Ceci m’amène à bien préciser que, contrairement à l’idée moderne selon laquelle la nature humaine est bonne en elle-même, ou tout au moins perfectible grâce à l’éducation, au progrès, à la connaissance du passé ou aux échanges internationaux enrichissants, la foi chrétienne n’attend rien moins qu’une régénération du cœur de l’homme par l’Esprit de Dieu pour que ce cœur porte des fruits agréables à Dieu. Aucun optimisme béat sur l’homme n’est de mise en ce qui concerne la nature humaine après la chute.
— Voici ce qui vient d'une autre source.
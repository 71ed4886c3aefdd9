//! Wiring of configuration, API client and the two passes.

use crate::cli::Mode;
use crate::error::AppResult;
use std::path::{Path, PathBuf};
use tracing::{info, warn};
use twap_api::{SocialApi, TwitterClient};
use twap_common::ChartFormat;
use twap_config::{Config, Credentials};
use twap_graphs::{ChartEntry, ChartRenderer, RateBarChart, SharePieChart};
use twap_stats::{
    format_table, pie_slices, top_rows, Analysis, AnalyzeOptions, Analyzer, CollectOptions, CollectReport,
    Collector, ReportRow, ResolutionState,
};

/// File stem of the bar chart.
pub const BAR_CHART_STEM: &str = "twap_bar";

/// File stem of the pie chart.
pub const PIE_CHART_STEM: &str = "twap_pie";

/// Everything an analysis run produced.
#[derive(Debug, Clone, PartialEq)]
pub struct AnalysisOutput {
    pub analysis: Analysis,
    /// Top accounts, highest first.
    pub table: Vec<ReportRow>,
    /// Chart files written.
    pub charts: Vec<PathBuf>,
}

/// Main application.
pub struct App {
    config: Config,
}

impl App {
    pub fn new(config: Config) -> Self {
        Self { config }
    }

    pub fn config(&self) -> &Config {
        &self.config
    }

    /// Run one pass against the live API.
    pub async fn run(&self, mode: Mode) -> AppResult<()> {
        let credentials = Credentials::load(&self.config.paths.credentials)?;
        let client = TwitterClient::new(credentials, &self.config.api)?;

        match mode {
            Mode::Collect => {
                self.collect(&client).await?;
            }
            Mode::Analyze(format) => {
                let output = self.analyze(&client, format).await?;
                print!("{}", format_table(&output.table));
            }
        }
        Ok(())
    }

    /// Collection pass. An aborted pass is not an error: the cache keeps
    /// what was resolved and the next run resumes.
    pub async fn collect<A: SocialApi + ?Sized>(&self, api: &A) -> AppResult<CollectReport> {
        let options = CollectOptions {
            tweet_count: self.config.collector.tweet_count,
            progress_bar: self.config.collector.progress_bar,
        };
        let report = Collector::new(api, options).run(&self.config.paths.span_cache).await?;

        match &report.aborted {
            None => info!("Collection complete, run with --analyze to see the results"),
            Some(reason) => warn!(
                "Collection stopped early ({}); {} accounts left, run again to resume",
                reason, report.remaining
            ),
        }
        Ok(report)
    }

    /// Analysis pass: rank accounts, write both charts and build the table.
    pub async fn analyze<A: SocialApi + ?Sized>(&self, api: &A, format: ChartFormat) -> AppResult<AnalysisOutput> {
        let options = AnalyzeOptions {
            tweet_count: self.config.collector.tweet_count,
            progress_bar: self.config.analyzer.progress_bar,
        };
        let paths = &self.config.paths;
        let analysis = Analyzer::new(api, options)
            .run(&paths.span_cache, &paths.name_cache)
            .await?;

        if analysis.resolution == ResolutionState::RateLimited {
            warn!("Some accounts are labelled by id because name lookups were rate limited");
        }

        let charts = self.write_charts(&analysis, format)?;
        let table = top_rows(&analysis.ranked, self.config.analyzer.table_size);

        Ok(AnalysisOutput {
            analysis,
            table,
            charts,
        })
    }

    fn write_charts(&self, analysis: &Analysis, format: ChartFormat) -> AppResult<Vec<PathBuf>> {
        if analysis.ranked.is_empty() {
            warn!("No collected accounts, skipping charts");
            return Ok(Vec::new());
        }

        let settings = &self.config.analyzer;
        let output_dir = &self.config.paths.output_dir;
        std::fs::create_dir_all(output_dir)?;
        let mut written = Vec::new();

        let bars = analysis
            .ranked
            .iter()
            .map(|account| ChartEntry::new(account.label.clone(), account.rate))
            .collect();
        let bar_path = chart_path(output_dir, BAR_CHART_STEM, format);
        RateBarChart::new(bars, settings.bar_chart_width, settings.bar_row_height).render_to_file(&bar_path, format)?;
        written.push(bar_path);

        if analysis.total_rate() > 0.0 {
            let slices = pie_slices(&analysis.ranked, settings.pie_cutoff_share)
                .into_iter()
                .map(|slice| ChartEntry::new(slice.label, slice.rate))
                .collect();
            let pie_path = chart_path(output_dir, PIE_CHART_STEM, format);
            SharePieChart::new(slices, settings.pie_chart_size).render_to_file(&pie_path, format)?;
            written.push(pie_path);
        } else {
            warn!("No recent activity in any collected account, skipping pie chart");
        }

        Ok(written)
    }
}

/// `<dir>/<stem>.<png|pdf>`
pub fn chart_path(output_dir: &Path, stem: &str, format: ChartFormat) -> PathBuf {
    output_dir.join(format!("{}.{}", stem, format.extension()))
}

#[cfg(test)]
mod tests {
    use super::*;
    use mockall::predicate::eq;
    use twap_api::MockSocialApi;
    use twap_common::test_utils::{create_temp_dir, write_fixture};
    use twap_common::{AccountId, TwapError};

    fn config_in(dir: &Path) -> Config {
        let mut config = Config::default();
        config.paths.credentials = dir.join("key.json");
        config.paths.span_cache = dir.join("data.json");
        config.paths.name_cache = dir.join("users.json");
        config.paths.output_dir = dir.join("out");
        config
    }

    #[test]
    fn test_chart_path() {
        assert_eq!(
            chart_path(Path::new("out"), BAR_CHART_STEM, ChartFormat::Png),
            PathBuf::from("out/twap_bar.png")
        );
        assert_eq!(
            chart_path(Path::new("."), PIE_CHART_STEM, ChartFormat::Pdf),
            PathBuf::from("./twap_pie.pdf")
        );
    }

    #[tokio::test]
    async fn test_analyze_writes_both_pdf_charts() {
        let dir = create_temp_dir();
        write_fixture(dir.path(), "data.json", r#"{"1": 1800, "2": 3600, "3": -1}"#);
        write_fixture(dir.path(), "users.json", r#"{"1": "alice", "2": "bob"}"#);

        let api = MockSocialApi::new();
        let app = App::new(config_in(dir.path()));
        let output = app.analyze(&api, ChartFormat::Pdf).await.unwrap();

        assert_eq!(
            output.charts,
            vec![
                dir.path().join("out/twap_bar.pdf"),
                dir.path().join("out/twap_pie.pdf")
            ]
        );
        assert!(output.charts.iter().all(|path| path.exists()));
        assert_eq!(output.table, vec![ReportRow::new("alice", 100.0), ReportRow::new("bob", 50.0)]);
    }

    #[tokio::test]
    async fn test_analyze_without_activity_skips_pie() {
        let dir = create_temp_dir();
        write_fixture(dir.path(), "data.json", r#"{"1": "Infinity"}"#);
        write_fixture(dir.path(), "users.json", r#"{"1": "quiet"}"#);

        let api = MockSocialApi::new();
        let output = App::new(config_in(dir.path()))
            .analyze(&api, ChartFormat::Pdf)
            .await
            .unwrap();

        assert_eq!(output.charts, vec![dir.path().join("out/twap_bar.pdf")]);
        assert_eq!(output.table, vec![ReportRow::new("quiet", 0.0)]);
    }

    #[tokio::test]
    async fn test_analyze_nothing_collected() {
        let dir = create_temp_dir();
        write_fixture(dir.path(), "data.json", r#"{"1": -1}"#);

        let api = MockSocialApi::new();
        let output = App::new(config_in(dir.path()))
            .analyze(&api, ChartFormat::Pdf)
            .await
            .unwrap();

        assert!(output.charts.is_empty());
        assert!(output.table.is_empty());
        assert!(!dir.path().join("out").exists());
    }

    #[tokio::test]
    async fn test_aborted_collection_is_not_an_error() {
        let dir = create_temp_dir();
        write_fixture(dir.path(), "data.json", r#"{"5": -1}"#);

        let mut api = MockSocialApi::new();
        api.expect_recent_tweets()
            .with(eq(AccountId(5)), eq(50))
            .returning(|_, _| Err(TwapError::api_with_status("Not authorized.", 401)));

        let report = App::new(config_in(dir.path())).collect(&api).await.unwrap();
        assert_eq!(report.remaining, 1);
        assert!(!report.is_complete());
    }

    #[tokio::test]
    async fn test_run_fails_without_credentials() {
        let dir = create_temp_dir();
        let app = App::new(config_in(dir.path()));
        assert!(app.run(Mode::Collect).await.is_err());
    }
}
Or, seule l’œuvre de Jésus-Christ accomplie sur terre est le moteur d’une telle transformation, dont le but ultime est l’honneur et la gloire de Dieu, et rien d’autre. Tirons la conséquence de cet axiome : pour la foi chrétienne, la non-violence ne constitue pas en soi l’idéal ultime de l’action humaine. Si l’Évangile rejette la violence, politique ou autre, ce n’est pas pour faire de la non-violence une idole, un idéal religieux définitif. Encore une fois, la gloire et l’honneur de Dieu demeurent le but ultime de toute action humaine.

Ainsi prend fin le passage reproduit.